- EXERCISE -
From the entries, filter out every line that lacks "clear" and copy the rest.

- ENTRIES SUPPLIED -
————————
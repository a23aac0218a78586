use std::path::PathBuf;

use docent_core::errors::CoreError;

#[derive(Debug, thiserror::Error)]
pub enum SessionError {
    #[error("No role selected")]
    NoRole,

    #[error("Message is empty")]
    EmptyMessage,

    #[error("Message not found: {id}")]
    NotFound { id: String },

    #[error("Invalid state transition: {entity} from {from} to {to}")]
    InvalidTransition {
        entity: String,
        from: String,
        to: String,
    },

    #[error("History file {path}: {source}")]
    Io {
        path: PathBuf,
        #[source]
        source: std::io::Error,
    },

    #[error(transparent)]
    Serialization(#[from] serde_json::Error),

    #[error(transparent)]
    Core(#[from] CoreError),
}
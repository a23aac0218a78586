//! Chat delivery configuration: "assistant thinking" delay and streamed reveal.

use std::time::Duration;

use docent_core::enums::Role;
use serde::{Deserialize, Serialize};

use crate::ConfigError;

/// Shortest accepted thinking delay.
pub const MIN_TYPING_DELAY_MS: u64 = 800;

/// Longest accepted thinking delay.
pub const MAX_TYPING_DELAY_MS: u64 = 2000;

const fn default_typing_delay_ms() -> u64 {
    1200
}

const fn default_stream_duration_ms() -> u64 {
    1500
}

const fn default_min_tick_ms() -> u64 {
    20
}

const fn default_stream() -> bool {
    true
}

#[derive(Debug, Clone, PartialEq, Eq, Deserialize, Serialize)]
pub struct ChatConfig {
    /// Delay before an answer starts appearing, in milliseconds.
    #[serde(default = "default_typing_delay_ms")]
    pub typing_delay_ms: u64,

    /// Total time budget for revealing an answer, in milliseconds.
    #[serde(default = "default_stream_duration_ms")]
    pub stream_duration_ms: u64,

    /// Floor for the per-character reveal tick, in milliseconds.
    #[serde(default = "default_min_tick_ms")]
    pub min_tick_ms: u64,

    /// Reveal answers progressively instead of all at once.
    #[serde(default = "default_stream")]
    pub stream: bool,

    /// Role used when none is given on the command line.
    #[serde(default)]
    pub default_role: Option<Role>,
}

impl Default for ChatConfig {
    fn default() -> Self {
        Self {
            typing_delay_ms: default_typing_delay_ms(),
            stream_duration_ms: default_stream_duration_ms(),
            min_tick_ms: default_min_tick_ms(),
            stream: default_stream(),
            default_role: None,
        }
    }
}

impl ChatConfig {
    #[must_use]
    pub const fn typing_delay(&self) -> Duration {
        Duration::from_millis(self.typing_delay_ms)
    }

    #[must_use]
    pub const fn stream_duration(&self) -> Duration {
        Duration::from_millis(self.stream_duration_ms)
    }

    #[must_use]
    pub const fn min_tick(&self) -> Duration {
        Duration::from_millis(self.min_tick_ms)
    }

    /// Check value ranges.
    ///
    /// # Errors
    ///
    /// Returns `ConfigError::InvalidValue` when the typing delay falls outside
    /// 800..=2000 ms or the reveal tick is zero.
    pub fn validate(&self) -> Result<(), ConfigError> {
        if !(MIN_TYPING_DELAY_MS..=MAX_TYPING_DELAY_MS).contains(&self.typing_delay_ms) {
            return Err(ConfigError::InvalidValue {
                field: "chat.typing_delay_ms".into(),
                reason: format!(
                    "{} is outside {MIN_TYPING_DELAY_MS}..={MAX_TYPING_DELAY_MS}",
                    self.typing_delay_ms
                ),
            });
        }
        if self.min_tick_ms == 0 {
            return Err(ConfigError::InvalidValue {
                field: "chat.min_tick_ms".into(),
                reason: "must be greater than zero".into(),
            });
        }
        Ok(())
    }
}

#[cfg(test)]
mod tests {
    use super::*;

    #[test]
    fn defaults_are_valid() {
        let config = ChatConfig::default();
        assert_eq!(config.typing_delay(), Duration::from_millis(1200));
        assert_eq!(config.stream_duration(), Duration::from_millis(1500));
        assert_eq!(config.min_tick(), Duration::from_millis(20));
        assert!(config.stream);
        assert!(config.default_role.is_none());
        assert!(config.validate().is_ok());
    }

    #[test]
    fn delay_bounds_are_inclusive() {
        for delay in [MIN_TYPING_DELAY_MS, MAX_TYPING_DELAY_MS] {
            let config = ChatConfig {
                typing_delay_ms: delay,
                ..Default::default()
            };
            assert!(config.validate().is_ok());
        }
    }

    #[test]
    fn rejects_delay_out_of_range() {
        for delay in [0, 799, 2001] {
            let config = ChatConfig {
                typing_delay_ms: delay,
                ..Default::default()
            };
            let err = config.validate().expect_err("should be rejected");
            assert!(err.to_string().contains("chat.typing_delay_ms"));
        }
    }

    #[test]
    fn rejects_zero_tick() {
        let config = ChatConfig {
            min_tick_ms: 0,
            ..Default::default()
        };
        assert!(config.validate().is_err());
    }
}
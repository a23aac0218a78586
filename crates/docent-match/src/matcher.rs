//! First-match keyword response selection.
//!
//! A [`ResponseTable`] is an ordered list of guard/response pairs plus a
//! dedicated fallback. The query is lower-cased and trimmed; entries are tried
//! in declaration order and the first entry with any keyword contained in the
//! query wins. There is no scoring: when keyword sets overlap, declaration
//! order decides.

use docent_core::entities::MockResponse;

/// One guard/response pair.
#[derive(Debug, Clone, PartialEq, Eq)]
pub struct ResponseEntry {
    keywords: Vec<String>,
    response: MockResponse,
}

impl ResponseEntry {
    /// Keywords, already lower-cased.
    #[must_use]
    pub fn keywords(&self) -> &[String] {
        &self.keywords
    }

    #[must_use]
    pub const fn response(&self) -> &MockResponse {
        &self.response
    }

    /// Whether any keyword is a substring of an already-normalized query.
    ///
    /// An entry without keywords never matches.
    fn matches(&self, normalized_query: &str) -> bool {
        self.keywords
            .iter()
            .any(|keyword| normalized_query.contains(keyword.as_str()))
    }
}

/// Ordered response table with an explicit fallback.
#[derive(Debug, Clone, PartialEq, Eq)]
pub struct ResponseTable {
    entries: Vec<ResponseEntry>,
    fallback: MockResponse,
}

impl ResponseTable {
    #[must_use]
    pub const fn new(fallback: MockResponse) -> Self {
        Self {
            entries: Vec::new(),
            fallback,
        }
    }

    /// Append an entry. Keywords are lower-cased so matching is
    /// case-insensitive on both sides.
    #[must_use]
    pub fn entry<I, S>(mut self, keywords: I, response: MockResponse) -> Self
    where
        I: IntoIterator<Item = S>,
        S: AsRef<str>,
    {
        self.entries.push(ResponseEntry {
            keywords: keywords
                .into_iter()
                .map(|k| k.as_ref().to_lowercase())
                .collect(),
            response,
        });
        self
    }

    #[must_use]
    pub fn entries(&self) -> &[ResponseEntry] {
        &self.entries
    }

    #[must_use]
    pub const fn fallback(&self) -> &MockResponse {
        &self.fallback
    }

    /// Index and response of the first matching entry, if any.
    #[must_use]
    pub fn find(&self, query: &str) -> Option<(usize, &MockResponse)> {
        let normalized = normalize(query);
        self.entries
            .iter()
            .enumerate()
            .find(|(_, entry)| entry.matches(&normalized))
            .map(|(index, entry)| (index, &entry.response))
    }

    /// The first matching response, or the fallback. Never fails.
    #[must_use]
    pub fn resolve(&self, query: &str) -> &MockResponse {
        match self.find(query) {
            Some((index, response)) => {
                tracing::debug!(entry = index, "matched response entry");
                response
            }
            None => {
                tracing::debug!("no entry matched; using fallback");
                &self.fallback
            }
        }
    }
}

/// Select a response for `query` from `table`.
#[must_use]
pub fn match_response<'a>(query: &str, table: &'a ResponseTable) -> &'a MockResponse {
    table.resolve(query)
}

fn normalize(query: &str) -> String {
    query.trim().to_lowercase()
}
use docent_config::DocentConfig;

use crate::cli::{Commands, GlobalFlags};
use crate::commands;

pub async fn dispatch(
    command: Commands,
    config: &DocentConfig,
    flags: &GlobalFlags,
) -> anyhow::Result<()> {
    match command {
        Commands::Ask(args) => commands::ask::handle(&args, config, flags),
        Commands::Chat(args) => commands::chat::handle(&args, config, flags).await,
        Commands::Welcome(args) => commands::welcome::handle(&args, config, flags),
        Commands::History(args) => commands::history::handle(&args, config, flags),
        Commands::Clusters(args) => commands::clusters::handle(&args, config, flags),
        Commands::Health => commands::health::handle(flags),
        Commands::Trends => commands::trends::handle(flags),
        Commands::Dashboard => commands::dashboard::handle(flags),
        Commands::Audit(args) => commands::audit::handle(&args, config, flags).await,
        Commands::Sources(args) => commands::sources::handle(&args, flags),
        Commands::Prompt(args) => commands::prompt::handle(&args, config, flags),
    }
}
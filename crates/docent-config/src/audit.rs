//! UI audit configuration.

use std::time::Duration;

use serde::{Deserialize, Serialize};

const fn default_analysis_delay_ms() -> u64 {
    2000
}

#[derive(Debug, Clone, PartialEq, Eq, Deserialize, Serialize)]
pub struct AuditConfig {
    /// Simulated analysis time before a report is shown, in milliseconds.
    #[serde(default = "default_analysis_delay_ms")]
    pub analysis_delay_ms: u64,
}

impl Default for AuditConfig {
    fn default() -> Self {
        Self {
            analysis_delay_ms: default_analysis_delay_ms(),
        }
    }
}

impl AuditConfig {
    #[must_use]
    pub const fn analysis_delay(&self) -> Duration {
        Duration::from_millis(self.analysis_delay_ms)
    }
}
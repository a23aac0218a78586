use clap::{Args, Subcommand};

/// Top-level command tree.
#[derive(Clone, Debug, Subcommand)]
pub enum Commands {
    /// Ask one question and print the answer.
    Ask(AskArgs),
    /// Interactive chat with typing delay and streamed answers.
    Chat(ChatArgs),
    /// Show the welcome message and starter questions for a role.
    Welcome(WelcomeArgs),
    /// Show or clear the saved chat history.
    History(HistoryArgs),
    /// Cluster designer questions by component and context.
    Clusters(ClustersArgs),
    /// Per-component question pressure.
    Health,
    /// Pattern insights and the weekly question series.
    Trends,
    /// Guardian dashboard headline numbers.
    Dashboard,
    /// Audit a UI screenshot against the design system.
    Audit(AuditArgs),
    /// List the official knowledge sources.
    Sources(SourcesArgs),
    /// Print the role-aware system prompt.
    Prompt(RoleArgs),
}

#[derive(Clone, Debug, Args)]
pub struct AskArgs {
    /// The question.
    pub question: String,

    /// designer, developer or guardian (defaults to chat.default_role)
    #[arg(short, long)]
    pub role: Option<String>,

    /// Answer from the component-keyed hub set instead of the role tables.
    #[arg(long)]
    pub hub: bool,
}

#[derive(Clone, Debug, Args)]
pub struct ChatArgs {
    /// designer, developer or guardian (defaults to the saved or configured role)
    #[arg(short, long)]
    pub role: Option<String>,

    /// Answer from the component-keyed hub set instead of the role tables.
    #[arg(long)]
    pub hub: bool,

    /// Start without the saved history.
    #[arg(long)]
    pub fresh: bool,
}

#[derive(Clone, Debug, Args)]
pub struct WelcomeArgs {
    /// designer, developer or guardian (defaults to chat.default_role)
    #[arg(short, long)]
    pub role: Option<String>,

    /// Offer the developer-hub guided questions instead.
    #[arg(long)]
    pub hub: bool,
}

#[derive(Clone, Debug, Args)]
pub struct RoleArgs {
    /// designer, developer or guardian (defaults to chat.default_role)
    #[arg(short, long)]
    pub role: Option<String>,
}

#[derive(Clone, Debug, Args)]
pub struct HistoryArgs {
    /// Delete the saved history.
    #[arg(long)]
    pub clear: bool,
}

#[derive(Clone, Debug, Args)]
pub struct ClustersArgs {
    /// Only clusters with this trend (new, recurring, increasing, decreasing).
    #[arg(long)]
    pub trend: Option<String>,

    /// Include member questions in table output.
    #[arg(long)]
    pub questions: bool,
}

#[derive(Clone, Debug, Args)]
pub struct AuditArgs {
    /// Screenshot to audit (png, jpg, jpeg, gif, webp, svg, bmp).
    pub file: String,

    /// Tailor findings to a role.
    #[arg(short, long)]
    pub role: Option<String>,
}

#[derive(Clone, Debug, Args)]
pub struct SourcesArgs {
    /// Order by relevance to a role and show only its sources.
    #[arg(short, long)]
    pub role: Option<String>,

    /// Build a link into this source id instead of listing.
    #[arg(long)]
    pub link: Option<String>,

    /// Path appended to the source base URL (with --link).
    #[arg(long, requires = "link")]
    pub path: Option<String>,
}
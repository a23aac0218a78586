use std::fmt::Write as _;

use anyhow::Context;
use chrono::Utc;
use docent_core::entities::DesignerQuestion;
use docent_core::responses::DashboardResponse;
use docent_insights::dashboard::{dashboard_stats, relative_date_label};
use docent_insights::{cluster, seed_questions};

use crate::cli::GlobalFlags;
use crate::output::table::render_entity_table;
use crate::output::{output_with, table_options};

const RECENT_QUESTIONS: usize = 5;

pub fn handle(flags: &GlobalFlags) -> anyhow::Result<()> {
    let questions = seed_questions().context("failed to load question data")?;
    let clusters = cluster(&questions);
    let stats = dashboard_stats(&questions, &clusters);
    output_with(&stats, flags.format, |stats| render(stats, &questions))
}

fn render(stats: &DashboardResponse, questions: &[DesignerQuestion]) -> String {
    let mut out = String::new();
    let _ = writeln!(out, "Total questions     {}", stats.total_questions);
    let _ = writeln!(out, "Active clusters     {}", stats.active_clusters);
    let _ = writeln!(out, "Increasing topics   {}", stats.increasing_topics);
    let _ = writeln!(out, "Escalations         {}", stats.escalations);

    let mut recent = questions.iter().collect::<Vec<_>>();
    recent.sort_by(|a, b| b.timestamp.cmp(&a.timestamp));
    let now = Utc::now();
    let rows = recent
        .into_iter()
        .take(RECENT_QUESTIONS)
        .map(|question| {
            vec![
                relative_date_label(question.timestamp, now),
                question.designer.clone(),
                question.team.clone(),
                question.question.clone(),
            ]
        })
        .collect::<Vec<_>>();

    out.push_str("\nRecent questions\n");
    out.push_str(&render_entity_table(
        &["when", "designer", "team", "question"],
        &rows,
        table_options(),
    ));
    out
}
use std::path::PathBuf;

#[derive(Debug, thiserror::Error)]
pub enum InsightsError {
    #[error("Seed data is malformed: {0}")]
    Seed(#[from] serde_json::Error),
}

#[derive(Debug, thiserror::Error)]
pub enum AuditError {
    #[error("Unsupported file {path}: only image uploads can be audited")]
    UnsupportedFile { path: PathBuf },

    #[error("Cannot read {path}: {source}")]
    Io {
        path: PathBuf,
        #[source]
        source: std::io::Error,
    },
}
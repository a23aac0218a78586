/// Rows to show: `--limit` when given, else the configured default.
/// `--limit 0` shows every row.
#[must_use]
pub fn row_limit(flag: Option<u32>, configured: u32) -> usize {
    match flag.unwrap_or(configured) {
        0 => usize::MAX,
        n => usize::try_from(n).unwrap_or(usize::MAX),
    }
}

#[cfg(test)]
mod tests {
    use super::row_limit;

    #[test]
    fn flag_overrides_config() {
        assert_eq!(row_limit(Some(3), 20), 3);
    }

    #[test]
    fn config_applies_without_flag() {
        assert_eq!(row_limit(None, 20), 20);
    }

    #[test]
    fn zero_flag_means_unlimited() {
        assert_eq!(row_limit(Some(0), 20), usize::MAX);
    }
}
use schemars::JsonSchema;
use serde::{Deserialize, Serialize};

use crate::enums::IssueSeverity;

#[derive(Debug, Clone, Serialize, Deserialize, JsonSchema, PartialEq, Eq)]
pub struct AuditIssue {
    #[serde(rename = "type")]
    pub severity: IssueSeverity,
    pub message: String,
    pub suggestion: String,
}

/// Result of auditing an uploaded UI screenshot.
#[derive(Debug, Clone, Serialize, Deserialize, JsonSchema, PartialEq, Eq)]
pub struct AuditReport {
    /// 0..=100, higher is more compliant.
    pub score: u32,
    pub issues: Vec<AuditIssue>,
}
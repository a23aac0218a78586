//! Question clustering.
//!
//! Questions group together only when both their component list (order
//! sensitive) and their context match exactly. Each cluster gets a recency
//! trend relative to a reference instant and a topic label from a short list
//! of hand-written rules.

use std::collections::HashMap;

use chrono::{DateTime, TimeDelta, Utc};
use docent_core::entities::{DesignerQuestion, QuestionCluster};
use docent_core::enums::Trend;
use docent_core::ids::cluster_id;

/// Cluster against the wall clock.
#[must_use]
pub fn cluster(questions: &[DesignerQuestion]) -> Vec<QuestionCluster> {
    cluster_at(questions, Utc::now())
}

/// Cluster with trends computed relative to `now`.
///
/// Clusters are numbered `cluster-{n}` in first-seen order, then sorted by
/// frequency descending. Ties keep first-seen order.
#[must_use]
pub fn cluster_at(questions: &[DesignerQuestion], now: DateTime<Utc>) -> Vec<QuestionCluster> {
    let mut index: HashMap<(&[String], &str), usize> = HashMap::new();
    let mut groups: Vec<Vec<&DesignerQuestion>> = Vec::new();

    for question in questions {
        let key = (question.component.as_slice(), question.context.as_str());
        let slot = *index.entry(key).or_insert_with(|| {
            groups.push(Vec::new());
            groups.len() - 1
        });
        groups[slot].push(question);
    }

    let mut clusters: Vec<QuestionCluster> = groups
        .into_iter()
        .enumerate()
        .filter_map(|(n, members)| build_cluster(n, &members, now))
        .collect();
    clusters.sort_by(|a, b| b.frequency.cmp(&a.frequency));

    tracing::debug!(
        questions = questions.len(),
        clusters = clusters.len(),
        "clustered questions"
    );
    clusters
}

fn build_cluster(
    n: usize,
    members: &[&DesignerQuestion],
    now: DateTime<Utc>,
) -> Option<QuestionCluster> {
    let first = members.first()?;

    let mut questions: Vec<DesignerQuestion> = members.iter().map(|q| (*q).clone()).collect();
    questions.sort_by(|a, b| b.timestamp.cmp(&a.timestamp));
    let last_asked = questions.first()?.timestamp;
    let first_asked = questions.last()?.timestamp;

    let mut contexts: Vec<String> = Vec::new();
    for member in members {
        if !contexts.contains(&member.context) {
            contexts.push(member.context.clone());
        }
    }

    Some(QuestionCluster {
        id: cluster_id(n),
        topic: topic_for(&first.component, &first.context),
        component: first.component.clone(),
        frequency: questions.len(),
        trend: trend_at(now, first_asked, last_asked, questions.len()),
        contexts,
        last_asked,
        first_asked,
        questions,
    })
}

/// Recency trend for a cluster.
///
/// Rules are checked in order: earliest member under 3 days old is `new`;
/// latest under 1 day old with more than 2 members is `increasing`; latest
/// over 7 days old is `decreasing`; anything else is `recurring`.
#[must_use]
pub fn trend_at(
    now: DateTime<Utc>,
    first_asked: DateTime<Utc>,
    last_asked: DateTime<Utc>,
    size: usize,
) -> Trend {
    let since_first = now - first_asked;
    let since_last = now - last_asked;

    if since_first < TimeDelta::days(3) {
        Trend::New
    } else if since_last < TimeDelta::days(1) && size > 2 {
        Trend::Increasing
    } else if since_last > TimeDelta::days(7) {
        Trend::Decreasing
    } else {
        Trend::Recurring
    }
}

/// Human label for a cluster from its first component name and context.
///
/// An empty component list yields the context alone.
#[must_use]
pub fn topic_for(components: &[String], context: &str) -> String {
    let Some(component) = components.first().map(String::as_str) else {
        return context.to_string();
    };

    let label = match (component, context) {
        ("Drawer", "onboarding") => "Drawer usage for multi-step flows",
        ("Drawer", "general") => "Drawer sizing and configuration",
        ("Drawer", "navigation") => "Drawer navigation patterns",
        ("Button", "forms") => "Button usage in forms",
        ("DataTable", _) => "DataTable customization and behavior",
        (name, _) if name.contains("Modal") => "Modal sizing and nesting",
        _ => return format!("{component} - {context}"),
    };
    label.to_string()
}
————————
- ANSWER TO THIS EXERCISE -
    /// Show or clear the saved chat history.
    pub clear: bool,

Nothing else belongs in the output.